Left there now are three dusty glass shelves with a meager scattering of abandoned toiletries—old bottles of prescription medicines, an eyecup, a mug of shaving cream, an injector razor, a beaver-brush applicator, and a toothbrush.

It is the injector razor that first attracts Flynn’s eye. Not that it is in any way an unusual inject razor. The model is a fairly common well-known brand name—a Gillette Trac II. Ordinary enough, but not the kind of razor one associates with a decade ago. This, to Detective Sergeant Edward Flynn, has a fairly current ring to it. Also, the blade is by no means rusty. On the contrary, it looks rather fresh.

And then, the beaver-brush applicator. Damp, rather wettish to the touch. Now that is odd, he thinks.

Shortly after he leaves the old South Street shelter, clapping shut the big brass padlock on the front gate, Flynn ducks into a coffee-shop phone booth. In the next moment or so he is talking once more with General Pierce at the Army’s division headquarters. Had the Army made any provision for keeping a watchman on the premises of the old shelter at night, he inquires of the General, and is promptly informed that no such provision is now or, indeed, was ever in force.

»48«

“You Haggard?”

“Right.”

“Sid Fox. Wershba told me you were coming.”

“On? Did he way what for?”

“Just a little. Come on in. We’re holding three of ’em over in the mail room of the First National.”

2:00 P.M. Pan Am Building, 45th Street Entrance

Patrol cars. Fire engines, Mobile TV vans. Throngs of people milling about the entrance of the building. Police cordons. The sound of sirens converging on the spot. Thrown about the 45th Street entrance, a large semicircle of patrol cars, doors open, dome lights rotating. More patrol cars nosing their way slowly up through the cordoned-off street between Vanderbilt and Lexington Avenues.

The door of the patrol car slams behind Haggard as he and Sergeant Fox push through the crowds, preceded by a flying wedge made up of a half-dozen patrolmen running interference.

“How come you got ’em in the bank?” Haggard asks over his shoulder. “They try to bust the pace?”

“Nope—just happened to be convenient. Right up ahead there through the lobby, Lieutenant. Ground floor on your right.”

They spin through revolving doors. Several firemen speed past—men in helmets, bright-red riot jackets—hauling buckets of sand, lines of fire hose.

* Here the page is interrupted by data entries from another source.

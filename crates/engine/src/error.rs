// SPDX-License-Identifier: BUSL-1.1
// Copyright (c) 2026 Alfred Jean LLC

//! Error types for the open-file workflow

use std::path::PathBuf;
use std::time::Duration;

use thiserror::Error;
use vsopen_adapters::{AutomationError, LaunchError};

/// Why a request could not be carried out
#[derive(Debug, Error)]
pub enum OpenError {
    #[error("starting Visual Studio failed: {0}")]
    Launch(#[from] LaunchError),
    #[error("Visual Studio process {pid} did not register within {}ms", timeout.as_millis())]
    NotRegistered { pid: u32, timeout: Duration },
    #[error("retry filter unavailable: {0}")]
    Filter(AutomationError),
    #[error("opening {} failed: {source}", path.display())]
    OpenFile {
        path: PathBuf,
        source: AutomationError,
    },
}
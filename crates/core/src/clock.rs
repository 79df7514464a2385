// SPDX-License-Identifier: BUSL-1.1
// Copyright (c) 2026 Alfred Jean LLC

//! Blocking sleep abstraction so polling loops can be driven in tests.

use parking_lot::Mutex;
use std::sync::Arc;
use std::time::Duration;

/// Source of blocking waits.
pub trait Clock {
    fn sleep(&self, duration: Duration);
}

/// Clock backed by `std::thread::sleep`.
#[derive(Clone, Copy, Debug, Default)]
pub struct SystemClock;

impl Clock for SystemClock {
    fn sleep(&self, duration: Duration) {
        std::thread::sleep(duration);
    }
}

/// Clock that returns immediately and records every requested sleep.
#[derive(Clone, Debug, Default)]
pub struct FakeClock {
    sleeps: Arc<Mutex<Vec<Duration>>>,
}

impl FakeClock {
    pub fn new() -> Self {
        Self::default()
    }

    /// All sleeps requested so far, in order.
    pub fn sleeps(&self) -> Vec<Duration> {
        self.sleeps.lock().clone()
    }

    pub fn total_slept(&self) -> Duration {
        self.sleeps.lock().iter().sum()
    }
}

impl Clock for FakeClock {
    fn sleep(&self, duration: Duration) {
        self.sleeps.lock().push(duration);
    }
}

#[cfg(test)]
#[path = "clock_tests.rs"]
mod tests;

“How many of ’em you say you got?” asks Haggard.

“Three. There are two more up there. Got ’em pretty well sealed off between the thirty-fifth floor and the rooftop. Pulled around a half-dozen bombs out of the place already.”

“Where’d you find ’em?”

“Trash cans. Mail chutes. Stairwells mostly. They were seeding the joint.”

“Think you got ’em all?”

“Don’t know. It’s a big building. We’re scouring the place from boiler room to rooftop. Got a restaurant up there. Caught a lot of people eating lunch.”